Wayson loves this event. Yes, it's a bit forced and melodramatic, all that competitiveness, aggression and tension about 5 novels - but why not? It's great to have such excitement building about works of Canadian literature, and the level of discussion and critique during the show is impressively high. Onward! As my friend likes to say, and often says.
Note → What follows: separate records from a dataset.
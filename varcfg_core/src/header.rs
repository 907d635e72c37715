use std::fmt::Display;

use crate::Schema;
use crate::ValueMap;
use crate::encode_literal;
use crate::escape_html;
use crate::is_valid_identifier;

/// Name used for the variant when none is given.
pub const DEFAULT_VARIANT_NAME: &str = "variant";

/// The part of the header a key was being emitted into.
#[derive(Debug, Clone, Copy, PartialEq, Eq)]
pub enum HeaderTier {
	/// Unconditional `#define` from the variant's values.
	Override,
	/// `#ifndef`-guarded default from the schema.
	Default,
}

impl Display for HeaderTier {
	fn fmt(&self, f: &mut std::fmt::Formatter<'_>) -> std::fmt::Result {
		match self {
			Self::Override => write!(f, "override"),
			Self::Default => write!(f, "default"),
		}
	}
}

/// Why a key was left out of the header.
#[derive(Debug, Clone, Copy, PartialEq, Eq)]
pub enum SkipReason {
	/// The key is not a valid C identifier.
	InvalidIdentifier,
	/// The value mapping has the key but the schema does not describe it.
	UnknownKey,
}

impl Display for SkipReason {
	fn fmt(&self, f: &mut std::fmt::Formatter<'_>) -> std::fmt::Result {
		match self {
			Self::InvalidIdentifier => write!(f, "not a valid C identifier"),
			Self::UnknownKey => write!(f, "not described by the schema"),
		}
	}
}

/// A key the header generator skipped.
#[derive(Debug, Clone, PartialEq, Eq)]
pub struct SkippedKey {
	pub key: String,
	pub tier: HeaderTier,
	pub reason: SkipReason,
}

/// A generated header together with the keys that were skipped.
#[derive(Debug, Clone, PartialEq, Eq)]
pub struct GeneratedHeader {
	/// The raw header text, ready to be written to disk.
	pub text: String,
	/// Keys left out of the header. Never fatal.
	pub skipped: Vec<SkippedKey>,
}

/// The variant name to use for comments and file names.
pub fn variant_name(variant: &str) -> &str {
	if variant.is_empty() {
		DEFAULT_VARIANT_NAME
	} else {
		variant
	}
}

/// Generate the C header for a variant. See
/// [`generate_header_with_diagnostics`].
pub fn generate_header(schema: &Schema, values: &ValueMap, variant: &str) -> String {
	generate_header_with_diagnostics(schema, values, variant).text
}

/// Generate the C header for a variant and report the keys that were
/// skipped.
///
/// The header has two tiers. Variant values come first as plain `#define`s,
/// then every schema default follows inside an `#ifndef` guard. A variant
/// value therefore always wins over the default for the same key.
///
/// ```text
/// #pragma once
/// // Auto-generated by varcfg. Do not edit.
/// // Variant: board_a
///
/// #define UART_BAUD 9600
///
/// // UART baud rate
/// #ifndef UART_BAUD
/// #define UART_BAUD 115200
/// #endif
/// ```
///
/// Keys that are not valid C identifiers, and values with no schema
/// descriptor, are skipped with a warning. Unset (`null`) values produce no
/// override.
pub fn generate_header_with_diagnostics(
	schema: &Schema,
	values: &ValueMap,
	variant: &str,
) -> GeneratedHeader {
	let mut lines = vec![
		"#pragma once".to_string(),
		"// Auto-generated by varcfg. Do not edit.".to_string(),
		format!("// Variant: {}", escape_html(variant_name(variant))),
	];
	let mut skipped = Vec::new();

	let mut overrides = Vec::new();
	for (key, value) in values.iter() {
		if !is_valid_identifier(key) {
			skip(&mut skipped, key, HeaderTier::Override, SkipReason::InvalidIdentifier);
			continue;
		}

		let Some(spec) = schema.get(key) else {
			skip(&mut skipped, key, HeaderTier::Override, SkipReason::UnknownKey);
			continue;
		};

		if value.is_null() {
			continue;
		}

		overrides.push(format!("#define {key} {}", encode_literal(spec.kind(), value)));
	}

	let mut defaults = Vec::new();
	for field in schema.iter() {
		let Some(default) = field.spec.default_value() else {
			continue;
		};

		if !is_valid_identifier(&field.key) {
			skip(
				&mut skipped,
				&field.key,
				HeaderTier::Default,
				SkipReason::InvalidIdentifier,
			);
			continue;
		}

		if let Some(comment) = field.spec.description().map(comment_text) {
			if !comment.is_empty() {
				defaults.push(format!("// {comment}"));
			}
		}

		defaults.push(format!("#ifndef {}", field.key));
		defaults.push(format!(
			"#define {} {}",
			field.key,
			encode_literal(field.spec.kind(), &default)
		));
		defaults.push("#endif".to_string());
	}

	for section in [overrides, defaults] {
		if !section.is_empty() {
			lines.push(String::new());
			lines.extend(section);
		}
	}

	let mut text = lines.join("\n");
	text.push('\n');

	GeneratedHeader { text, skipped }
}

fn skip(skipped: &mut Vec<SkippedKey>, key: &str, tier: HeaderTier, reason: SkipReason) {
	tracing::warn!(key, %tier, "skipping key: {reason}");
	skipped.push(SkippedKey {
		key: key.to_string(),
		tier,
		reason,
	});
}

/// Fold a description onto a single `//` comment line. Trailing backslashes
/// are dropped so the comment cannot splice the following line into itself.
fn comment_text(description: &str) -> String {
	let folded = description.split_whitespace().collect::<Vec<_>>().join(" ");
	folded
		.trim_end_matches(|ch: char| ch == '\\' || ch.is_whitespace())
		.to_string()
}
Yesterday, I walked home from St. Lawrence Market where I'd visited the honey man - for those of you in Toronto, I cannot recommend him too highly, he's on the bottom floor, has the best honeys around and is lavish with his free samples. On my way home, I passed another of my favourite stores, the Salvation Army on Parliament Street, which has recently had a bit of a renovation and is tidy and organized. At the back, where they stack the donated posters and prints, I was drawn to two glorious faces on posters from a 1994 exhibition at the Metropolitan Museum in New York, "Early Renaissance Florence, 1300 - 1450." I was sure they were by Fra Angelico, whom I saw in another special exhibit at the Met a few years ago. Finally, I couldn't resist - what a surprise! I bought them and hauled them home.

These two delicate beauties triggered a day-long clean-up of my office. I've sorted, tidied, filed and rearranged. Now my angels are hanging nearby, keeping me company, and my office is pristine for the first time in months. I checked online - they are indeed by Fra Angelico, one the angel announcing to Mary and the other Mary being announced to. Stunning in golds, reds, yellows, blues, they illuminate my office walls. The portraits that used to be there, two of my heroes Colette and Matisse, are now on top of the bookshelf beside portraits of two other heroes, my great-grandmother Anna Gordin and Paul McCartney. Beside me is a long, sleek, nearly empty expanse of desk.

This will not last, I know. Papers will pile and files will pile. But the heavenly art behind me, created 550 years ago, is glowing over my shoulder. "It's karma," said Wayson, who helped me hang them. And I think it is. They are shining. I have no choice but to shine too.